Unit Pelaksana Teknis Daerah (UPTD) BLK Loteng mencatat, sejak program tersebut dibuka Januari lalu, hanya baru sepuluh orang honorer yang telah mengikuti pelatihan.
‘’Datanya sepuluh orang (honorer) yang ikut. Dan saya berharap pada gelombang berikutnya akan semakin banyak,’’ kata Kepala UPTD BLK Loteng, Dedet Zelthauzallam pada wartawan, Kamis (16/4/2026).
Melalui para honorer yang telah mengikuti pelatihan, Dedet panggilan karibnya, berharap agar mereka bisa mensosialisasikan apa yang telah diperoleh di BLK. Sebab, di BLK bukan hanya soal berlatih keterampilan, tetapi juga diajarkan disiplin dan etos kerja tinggi.
‘’Kalau pelatihan menjahit, mendesain, tata boga dan lain-lain, itu gampang. Yang susah itu disiplin,’’ imbuhnya.
Pemda menganggarkan dana lebih kurang Rp 1 miliar untuk program ini. Termasuk di dalamnya uang transportasi Rp 25 ribu per peserta yang akan diberikan di akhir pelatihan.
Melalui pelatihan ini, Dedet melanjutkan, Pemda berharap honorer non database yang tidak tertampung bisa memperoleh keahlian lain.
‘’Niat Pemda ini sangat mulia. Tapi, honorer mau manfaatkan atau tidak. Ini opsi Pemda sebagai bentuk kepedulian,’’ ujar alumni Institut Pemerintah Dalam Negeri itu.
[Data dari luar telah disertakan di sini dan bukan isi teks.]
//! Access requests, their access groups and the grants they produce.

use chrono::{DateTime, Duration, Utc};
use serde::{Deserialize, Serialize};
use std::collections::{BTreeMap, BTreeSet};
use thiserror::Error;

use super::target::CachedTarget;
use super::user::AuthenticatedUser;

#[derive(Debug, Clone, Copy, PartialEq, Eq, Serialize, Deserialize)]
#[serde(rename_all = "SCREAMING_SNAKE_CASE")]
pub enum GrantStatus {
    Active,
    Expired,
    Revoked,
}

impl GrantStatus {
    pub fn is_terminal(&self) -> bool {
        !matches!(self, GrantStatus::Active)
    }
}

impl std::fmt::Display for GrantStatus {
    fn fmt(&self, f: &mut std::fmt::Formatter<'_>) -> std::fmt::Result {
        match self {
            GrantStatus::Active => write!(f, "active"),
            GrantStatus::Expired => write!(f, "expired"),
            GrantStatus::Revoked => write!(f, "revoked"),
        }
    }
}

#[derive(Debug, Clone, PartialEq, Eq, Error)]
#[error("grant {grant_id} is {status} and cannot change state")]
pub struct GrantTransitionError {
    pub grant_id: String,
    pub status: GrantStatus,
}

/// Realised, time-bound access to one target.
#[derive(Debug, Clone, PartialEq, Serialize, Deserialize)]
pub struct Grant {
    pub id: String,
    pub access_group_id: String,
    pub target_id: String,
    pub target_group_id: String,
    /// Provider parameters the grant was issued with.
    pub with: BTreeMap<String, String>,
    pub access_rule: String,
    pub requested_by: String,
    /// Identity the access was provisioned for (the requester's email).
    pub subject: String,
    pub status: GrantStatus,
    pub start: DateTime<Utc>,
    pub end: DateTime<Utc>,
    pub revoked_by: Option<String>,
}

impl Grant {
    /// Active -> Revoked.
    pub fn revoke(&mut self, actor_id: &str) -> Result<(), GrantTransitionError> {
        self.ensure_active()?;
        self.status = GrantStatus::Revoked;
        self.revoked_by = Some(actor_id.to_string());
        Ok(())
    }

    /// Active -> Expired.
    pub fn expire(&mut self) -> Result<(), GrantTransitionError> {
        self.ensure_active()?;
        self.status = GrantStatus::Expired;
        Ok(())
    }

    /// Expire the grant if its window has closed. Returns whether it changed.
    pub fn expire_if_elapsed(&mut self, now: DateTime<Utc>) -> bool {
        self.status == GrantStatus::Active && self.end <= now && self.expire().is_ok()
    }

    fn ensure_active(&self) -> Result<(), GrantTransitionError> {
        if self.status.is_terminal() {
            return Err(GrantTransitionError {
                grant_id: self.id.clone(),
                status: self.status,
            });
        }
        Ok(())
    }
}

/// Targets that are granted together under one access rule.
#[derive(Debug, Clone, PartialEq, Serialize, Deserialize)]
pub struct AccessGroup {
    pub id: String,
    pub request_id: String,
    pub access_rule: String,
    pub targets: Vec<CachedTarget>,
    pub duration_seconds: i64,
    #[serde(default)]
    pub grants: Vec<Grant>,
}

impl AccessGroup {
    pub fn duration(&self) -> Duration {
        Duration::seconds(self.duration_seconds)
    }
}

#[derive(Debug, Clone, PartialEq, Eq, Serialize, Deserialize)]
pub struct RequestedBy {
    pub id: String,
    pub email: String,
}

impl From<&AuthenticatedUser> for RequestedBy {
    fn from(user: &AuthenticatedUser) -> Self {
        Self {
            id: user.id.clone(),
            email: user.email.clone(),
        }
    }
}

#[derive(Debug, Clone, PartialEq, Serialize, Deserialize)]
pub struct AccessRequest {
    pub id: String,
    pub preflight_id: String,
    pub requested_by: RequestedBy,
    pub reason: Option<String>,
    pub groups: Vec<AccessGroup>,
    /// Users allowed to review (and therefore revoke) this request.
    #[serde(default)]
    pub reviewers: BTreeSet<String>,
    #[serde(with = "mongodb::bson::serde_helpers::chrono_datetime_as_bson_datetime")]
    pub created_at: DateTime<Utc>,
    #[serde(with = "mongodb::bson::serde_helpers::chrono_datetime_as_bson_datetime")]
    pub updated_at: DateTime<Utc>,
}

impl AccessRequest {
    pub fn grants(&self) -> impl Iterator<Item = &Grant> {
        self.groups.iter().flat_map(|g| g.grants.iter())
    }

    pub fn grants_mut(&mut self) -> impl Iterator<Item = &mut Grant> {
        self.groups.iter_mut().flat_map(|g| g.grants.iter_mut())
    }

    pub fn has_reviewer(&self, user: &AuthenticatedUser) -> bool {
        self.reviewers.contains(&user.id) || self.reviewers.contains(&user.email)
    }

    /// Move every grant whose window has closed to Expired. Returns whether
    /// anything changed.
    pub fn expire_elapsed_grants(&mut self, now: DateTime<Utc>) -> bool {
        let mut changed = false;
        for grant in self.grants_mut() {
            changed |= grant.expire_if_elapsed(now);
        }
        if changed {
            self.updated_at = now;
        }
        changed
    }

    /// Overwrite grants with the copies returned by the workflow, matched by id.
    /// Returns how many grants were replaced.
    pub fn apply_grant_updates(&mut self, updated: &[Grant], now: DateTime<Utc>) -> usize {
        let mut applied = 0;
        for grant in self.grants_mut() {
            if let Some(u) = updated.iter().find(|u| u.id == grant.id) {
                *grant = u.clone();
                applied += 1;
            }
        }
        if applied > 0 {
            self.updated_at = now;
        }
        applied
    }
}

#[cfg(test)]
mod tests {
    use super::*;

    fn grant(end: DateTime<Utc>) -> Grant {
        Grant {
            id: "g-1".to_string(),
            access_group_id: "ag-1".to_string(),
            target_id: "t-1".to_string(),
            target_group_id: "aws".to_string(),
            with: BTreeMap::new(),
            access_rule: "rule".to_string(),
            requested_by: "user-1".to_string(),
            subject: "user@example.com".to_string(),
            status: GrantStatus::Active,
            start: end - Duration::hours(1),
            end,
            revoked_by: None,
        }
    }

    #[test]
    fn revoke_is_terminal() {
        let mut g = grant(Utc::now() + Duration::hours(1));
        g.revoke("admin").unwrap();
        assert_eq!(g.status, GrantStatus::Revoked);
        assert_eq!(g.revoked_by.as_deref(), Some("admin"));

        let err = g.revoke("admin").unwrap_err();
        assert_eq!(err.status, GrantStatus::Revoked);
        assert!(g.expire().is_err());
    }

    #[test]
    fn expired_grants_cannot_be_revoked() {
        let mut g = grant(Utc::now() + Duration::hours(1));
        g.expire().unwrap();
        assert!(g.revoke("admin").is_err());
        assert_eq!(g.status, GrantStatus::Expired);
    }

    #[test]
    fn expire_if_elapsed_respects_end() {
        let now = Utc::now();
        let mut live = grant(now + Duration::minutes(5));
        assert!(!live.expire_if_elapsed(now));
        assert_eq!(live.status, GrantStatus::Active);

        let mut done = grant(now - Duration::minutes(5));
        assert!(done.expire_if_elapsed(now));
        assert_eq!(done.status, GrantStatus::Expired);
        assert!(!done.expire_if_elapsed(now));
    }
}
Adapun pada gelombang pertama pelatihan yang diikuti sepuluh honorer, BLK membuka pelatihan barista, cleaning service, menjahit, tata rias, tekhnisi HP, tata boga, bahasa Jepang dan lain-lain.
‘’Sehingga, harapan saya; mari manfaatkan kesempatan ini. Untuk diri sendiri dan untuk keluarga,’’ harapnya.
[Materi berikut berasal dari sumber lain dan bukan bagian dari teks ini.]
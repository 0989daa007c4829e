//! Authorization source.

use async_trait::async_trait;
use std::sync::Arc;

use super::store::Store;
use crate::models::{AccessRequest, AuthenticatedUser, GroupScoped};

#[async_trait]
pub trait Authorizer: Send + Sync {
    async fn is_authorized_for_target(
        &self,
        user: &AuthenticatedUser,
        target_id: &str,
    ) -> Result<bool, anyhow::Error>;

    async fn is_admin(&self, user: &AuthenticatedUser) -> Result<bool, anyhow::Error>;

    async fn is_reviewer(
        &self,
        user: &AuthenticatedUser,
        request: &AccessRequest,
    ) -> Result<bool, anyhow::Error>;
}

/// Decides from identity-group membership: a user may request a cached target
/// when they share one of its groups, and administrators are the members of
/// `admin_group`.
pub struct GroupAuthorizer {
    store: Arc<dyn Store>,
    admin_group: String,
}

impl GroupAuthorizer {
    pub fn new(store: Arc<dyn Store>, admin_group: impl Into<String>) -> Self {
        Self {
            store,
            admin_group: admin_group.into(),
        }
    }
}

#[async_trait]
impl Authorizer for GroupAuthorizer {
    async fn is_authorized_for_target(
        &self,
        user: &AuthenticatedUser,
        target_id: &str,
    ) -> Result<bool, anyhow::Error> {
        let target = self
            .store
            .get_cached_target(target_id)
            .await
            .map_err(anyhow::Error::new)?;

        Ok(target.is_some_and(|t| t.is_visible_to(&user.groups)))
    }

    async fn is_admin(&self, user: &AuthenticatedUser) -> Result<bool, anyhow::Error> {
        Ok(user.in_group(&self.admin_group))
    }

    async fn is_reviewer(
        &self,
        user: &AuthenticatedUser,
        request: &AccessRequest,
    ) -> Result<bool, anyhow::Error> {
        Ok(request.has_reviewer(user))
    }
}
Saiful Hanan, salah seorang honorer mengungkap tidak tertarik mengikuti pelatihan di BLK karena sudah merasa terpanggil menjadi seorang pendidik. Kendati gajinya mengajar di salah satu sekolah negeri tak mencukupi kebutuhan sehari-hari, namun baginya ‘’mengajar’’ lebih menarik.
‘’Sambil berharap ada kebijakan bagus dari Pemda maupun pemerintah pusat ke depan,’’ bebernya. (wan)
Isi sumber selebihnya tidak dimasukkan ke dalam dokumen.